Items from a dataset:
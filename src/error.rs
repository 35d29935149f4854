/*!
 * Error types for podwatch
 */

use std::fmt;
use std::io;
use std::path::PathBuf;
use thiserror::Error;

pub type Result<T> = std::result::Result<T, PodwatchError>;

/// Exit code constants for structured process exit
pub const EXIT_SUCCESS: i32 = 0;
pub const EXIT_FATAL: i32 = 2;

/// A fault report failed structural or semantic validation.
///
/// Never retried and never partially applied.
#[derive(Debug, Error, Clone, PartialEq, Eq)]
pub enum ValidationError {
    #[error("report id must be 8-128 characters of [a-zA-Z0-9-_.], got {0:?}")]
    InvalidReportId(String),

    #[error("timestamp {0} is not a 10-digit epoch second at or after the floor")]
    InvalidTimestamp(i64),

    #[error("unsupported protocol version {0:?}")]
    UnsupportedVersion(String),

    #[error("resource origin {0:?} is not in the allow-list")]
    ResourceNotAllowed(String),

    #[error("fault list must hold 1-{max} entries, got {actual}")]
    FaultCount { actual: usize, max: usize },

    #[error("fault id must be 1-128 characters of [a-zA-Z0-9-_.], got {0:?}")]
    InvalidFaultId(String),

    #[error("fault {fault_id}: type {fault_type:?} is not allowed")]
    InvalidFaultType { fault_id: String, fault_type: String },

    #[error("fault {fault_id}: code {code:?} must be exactly {expected} characters")]
    InvalidFaultCodeLength {
        fault_id: String,
        code: String,
        expected: usize,
    },

    #[error("fault {fault_id}: code {code:?} has no configured severity")]
    UnknownFaultCode { fault_id: String, code: String },

    #[error("fault {fault_id}: fault time {time} is not a 10-digit epoch second at or after the floor")]
    InvalidFaultTime { fault_id: String, time: i64 },

    #[error("fault {fault_id}: assertion {assertion:?} must be occur or recover")]
    InvalidAssertion { fault_id: String, assertion: String },

    #[error("fault {fault_id}: location map is invalid: {reason}")]
    InvalidLocation { fault_id: String, reason: String },

    #[error("fault {fault_id}: description exceeds {max} characters")]
    DescriptionTooLong { fault_id: String, max: usize },

    #[error("fault {fault_id}: influence list must hold 1-{max} entries, got {actual}")]
    InfluenceCount {
        fault_id: String,
        actual: usize,
        max: usize,
    },

    #[error("fault {fault_id}: influence does not resolve to a known node (name {node_name:?}, sn {node_sn:?})")]
    UnresolvedNode {
        fault_id: String,
        node_name: Option<String>,
        node_sn: Option<String>,
    },

    #[error("fault {fault_id}: device list on {node} must hold 1-32 ids, got {actual}")]
    DeviceCount {
        fault_id: String,
        node: String,
        actual: usize,
    },

    #[error("fault {fault_id}: device id {device_id} on {node} is outside [0,31]")]
    DeviceOutOfRange {
        fault_id: String,
        node: String,
        device_id: i64,
    },

    #[error("fault {fault_id}: device id {device_id} appears twice on {node}")]
    DuplicateDevice {
        fault_id: String,
        node: String,
        device_id: i64,
    },
}

/// Admission control rejected a structurally valid report.
///
/// The caller may retry later.
#[derive(Debug, Error, Clone, PartialEq, Eq)]
pub enum AdmissionError {
    #[error("resource origin {0:?} has no configured limiter")]
    NotConfigured(String),

    #[error("resource origin {0:?} exceeded its report rate")]
    RateLimited(String),
}

/// An external store (config objects, files, detection controller) failed.
///
/// Reconciliation converts these into a requeue; they never reach ingestion callers.
#[derive(Debug, Error)]
pub enum StoreError {
    #[error("config object {namespace}/{name}: {message}")]
    ConfigObject {
        namespace: String,
        name: String,
        message: String,
    },

    #[error("I/O error on {path}: {source}")]
    Io {
        path: PathBuf,
        #[source]
        source: io::Error,
    },

    #[error("refusing to write {path}: {reason}")]
    InvalidPath { path: PathBuf, reason: String },

    #[error("refusing to write through symbolic link {0}")]
    Symlink(PathBuf),

    #[error("serialization error: {0}")]
    Serialization(#[from] serde_json::Error),
}

impl StoreError {
    pub fn io(path: impl Into<PathBuf>, source: io::Error) -> Self {
        StoreError::Io {
            path: path.into(),
            source,
        }
    }
}

/// Daemon or detection configuration could not be loaded.
///
/// For detection configuration the previous known-good value stays in effect.
#[derive(Debug, Error)]
pub enum ConfigError {
    #[error("failed to read {path}: {source}")]
    Read {
        path: PathBuf,
        #[source]
        source: io::Error,
    },

    #[error("failed to parse {path}: {message}")]
    Parse { path: PathBuf, message: String },

    #[error("invalid configuration: {0}")]
    Invalid(String),
}

/// Umbrella error for library entry points
#[derive(Debug, Error)]
pub enum PodwatchError {
    #[error("validation error: {0}")]
    Validation(#[from] ValidationError),

    #[error("admission error: {0}")]
    Admission(#[from] AdmissionError),

    #[error("store error: {0}")]
    Store(#[from] StoreError),

    #[error("configuration error: {0}")]
    Config(#[from] ConfigError),

    #[error("I/O error: {0}")]
    Io(#[from] io::Error),
}

impl PodwatchError {
    /// Check if this error is transient (temporary, worth retrying)
    pub fn is_transient(&self) -> bool {
        match self {
            PodwatchError::Admission(AdmissionError::RateLimited(_)) => true,
            PodwatchError::Store(_) => true,
            PodwatchError::Io(_) => true,
            _ => false,
        }
    }

    /// Get error category for logging and instrumentation
    pub fn category(&self) -> ErrorCategory {
        match self {
            PodwatchError::Validation(_) => ErrorCategory::Validation,
            PodwatchError::Admission(_) => ErrorCategory::Admission,
            PodwatchError::Store(_) => ErrorCategory::Store,
            PodwatchError::Config(_) => ErrorCategory::Configuration,
            PodwatchError::Io(_) => ErrorCategory::IoError,
        }
    }
}

/// Error category for classification and reporting
#[derive(Debug, Clone, Copy, PartialEq, Eq)]
pub enum ErrorCategory {
    /// Malformed or disallowed input
    Validation,
    /// Unconfigured origin or rate exceeded
    Admission,
    /// External store failures
    Store,
    /// Configuration errors
    Configuration,
    /// I/O operation errors
    IoError,
}

impl fmt::Display for ErrorCategory {
    fn fmt(&self, f: &mut fmt::Formatter<'_>) -> fmt::Result {
        match self {
            ErrorCategory::Validation => write!(f, "validation"),
            ErrorCategory::Admission => write!(f, "admission"),
            ErrorCategory::Store => write!(f, "store"),
            ErrorCategory::Configuration => write!(f, "configuration"),
            ErrorCategory::IoError => write!(f, "io"),
        }
    }
}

WHAT YOU NEED TO DO
Print every line of the records exactly. Omit nothing.

RESPONSE TO THE TASK
filename src/error.rs
repository 35d29935149f4854
/*!
 * Error types for podwatch
 */

use std::fmt;
use std::io;
use std::path::PathBuf;
use thiserror::Error;

pub type Result<T> = std::result::Result<T, PodwatchError>;

/// Exit code constants for structured process exit
pub const EXIT_SUCCESS: i32 = 0;
pub const EXIT_FATAL: i32 = 2;

/// A fault report failed structural or semantic validation.
///
/// Never retried and never partially applied.
#[derive(Debug, Error, Clone, PartialEq, Eq)]
pub enum ValidationError {
    #[error("report id must be 8-128 characters of [a-zA-Z0-9-_.], got {0:?}")]
    InvalidReportId(String),

    #[error("timestamp {0} is not a 10-digit epoch second at or after the floor")]
    InvalidTimestamp(i64),

    #[error("unsupported protocol version {0:?}")]
    UnsupportedVersion(String),

    #[error("resource origin {0:?} is not in the allow-list")]
    ResourceNotAllowed(String),

    #[error("fault list must hold 1-{max} entries, got {actual}")]
    FaultCount { actual: usize, max: usize },

    #[error("fault id must be 1-128 characters of [a-zA-Z0-9-_.], got {0:?}")]
    InvalidFaultId(String),

    #[error("fault {fault_id}: type {fault_type:?} is not allowed")]
    InvalidFaultType { fault_id: String, fault_type: String },

    #[error("fault {fault_id}: code {code:?} must be exactly {expected} characters")]
    InvalidFaultCodeLength {
        fault_id: String,
        code: String,
        expected: usize,
    },

    #[error("fault {fault_id}: code {code:?} has no configured severity")]
    UnknownFaultCode { fault_id: String, code: String },

    #[error("fault {fault_id}: fault time {time} is not a 10-digit epoch second at or after the floor")]
    InvalidFaultTime { fault_id: String, time: i64 },

    #[error("fault {fault_id}: assertion {assertion:?} must be occur or recover")]
    InvalidAssertion { fault_id: String, assertion: String },

    #[error("fault {fault_id}: location map is invalid: {reason}")]
    InvalidLocation { fault_id: String, reason: String },

    #[error("fault {fault_id}: description exceeds {max} characters")]
    DescriptionTooLong { fault_id: String, max: usize },

    #[error("fault {fault_id}: influence list must hold 1-{max} entries, got {actual}")]
    InfluenceCount {
        fault_id: String,
        actual: usize,
        max: usize,
    },

    #[error("fault {fault_id}: influence does not resolve to a known node (name {node_name:?}, sn {node_sn:?})")]
    UnresolvedNode {
        fault_id: String,
        node_name: Option<String>,
        node_sn: Option<String>,
    },

    #[error("fault {fault_id}: device list on {node} must hold 1-32 ids, got {actual}")]
    DeviceCount {
        fault_id: String,
        node: String,
        actual: usize,
    },

    #[error("fault {fault_id}: device id {device_id} on {node} is outside [0,31]")]
    DeviceOutOfRange {
        fault_id: String,
        node: String,
        device_id: i64,
    },

    #[error("fault {fault_id}: device id {device_id} appears twice on {node}")]
    DuplicateDevice {
        fault_id: String,
        node: String,
        device_id: i64,
    },
}

/// Admission control rejected a structurally valid report.
///
/// The caller may retry later.
#[derive(Debug, Error, Clone, PartialEq, Eq)]
pub enum AdmissionError {
    #[error("resource origin {0:?} has no configured limiter")]
    NotConfigured(String),

    #[error("resource origin {0:?} exceeded its report rate")]
    RateLimited(String),
}

/// An external store (config objects, files, detection controller) failed.
///
/// Reconciliation converts these into a requeue; they never reach ingestion callers.
#[derive(Debug, Error)]
pub enum StoreError {
    #[error("config object {namespace}/{name}: {message}")]
    ConfigObject {
        namespace: String,
        name: String,
        message: String,
    },

    #[error("I/O error on {path}: {source}")]
    Io {
        path: PathBuf,
        #[source]
        source: io::Error,
    },

    #[error("refusing to write {path}: {reason}")]
    InvalidPath { path: PathBuf, reason: String },

    #[error("refusing to write through symbolic link {0}")]
    Symlink(PathBuf),

    #[error("serialization error: {0}")]
    Serialization(#[from] serde_json::Error),
}

impl StoreError {
    pub fn io(path: impl Into<PathBuf>, source: io::Error) -> Self {
        StoreError::Io {
            path: path.into(),
            source,
        }
    }
}

/// Daemon or detection configuration could not be loaded.
///
/// For detection configuration the previous known-good value stays in effect.
#[derive(Debug, Error)]
pub enum ConfigError {
    #[error("failed to read {path}: {source}")]
    Read {
        path: PathBuf,
        #[source]
        source: io::Error,
    },

    #[error("failed to parse {path}: {message}")]
    Parse { path: PathBuf, message: String },

    #[error("invalid configuration: {0}")]
    Invalid(String),
}

/// Umbrella error for library entry points
#[derive(Debug, Error)]
pub enum PodwatchError {
    #[error("validation error: {0}")]
    Validation(#[from] ValidationError),

    #[error("admission error: {0}")]
    Admission(#[from] AdmissionError),

    #[error("store error: {0}")]
    Store(#[from] StoreError),

    #[error("configuration error: {0}")]
    Config(#[from] ConfigError),

    #[error("I/O error: {0}")]
    Io(#[from] io::Error),
}

impl PodwatchError {
    /// Check if this error is transient (temporary, worth retrying)
    pub fn is_transient(&self) -> bool {
        match self {
            PodwatchError::Admission(AdmissionError::RateLimited(_)) => true,
            PodwatchError::Store(_) => true,
            PodwatchError::Io(_) => true,
            _ => false,
        }
    }

    /// Get error category for logging and instrumentation
    pub fn category(&self) -> ErrorCategory {
        match self {
            PodwatchError::Validation(_) => ErrorCategory::Validation,
            PodwatchError::Admission(_) => ErrorCategory::Admission,
            PodwatchError::Store(_) => ErrorCategory::Store,
            PodwatchError::Config(_) => ErrorCategory::Configuration,
            PodwatchError::Io(_) => ErrorCategory::IoError,
        }
    }
}

/// Error category for classification and reporting
#[derive(Debug, Clone, Copy, PartialEq, Eq)]
pub enum ErrorCategory {
    /// Malformed or disallowed input
    Validation,
    /// Unconfigured origin or rate exceeded
    Admission,
    /// External store failures
    Store,
    /// Configuration errors
    Configuration,
    /// I/O operation errors
    IoError,
}

impl fmt::Display for ErrorCategory {
    fn fmt(&self, f: &mut fmt::Formatter<'_>) -> fmt::Result {
        match self {
            ErrorCategory::Validation => write!(f, "validation"),
            ErrorCategory::Admission => write!(f, "admission"),
            ErrorCategory::Store => write!(f, "store"),
            ErrorCategory::Configuration => write!(f, "configuration"),
            ErrorCategory::IoError => write!(f, "io"),
        }
    }
}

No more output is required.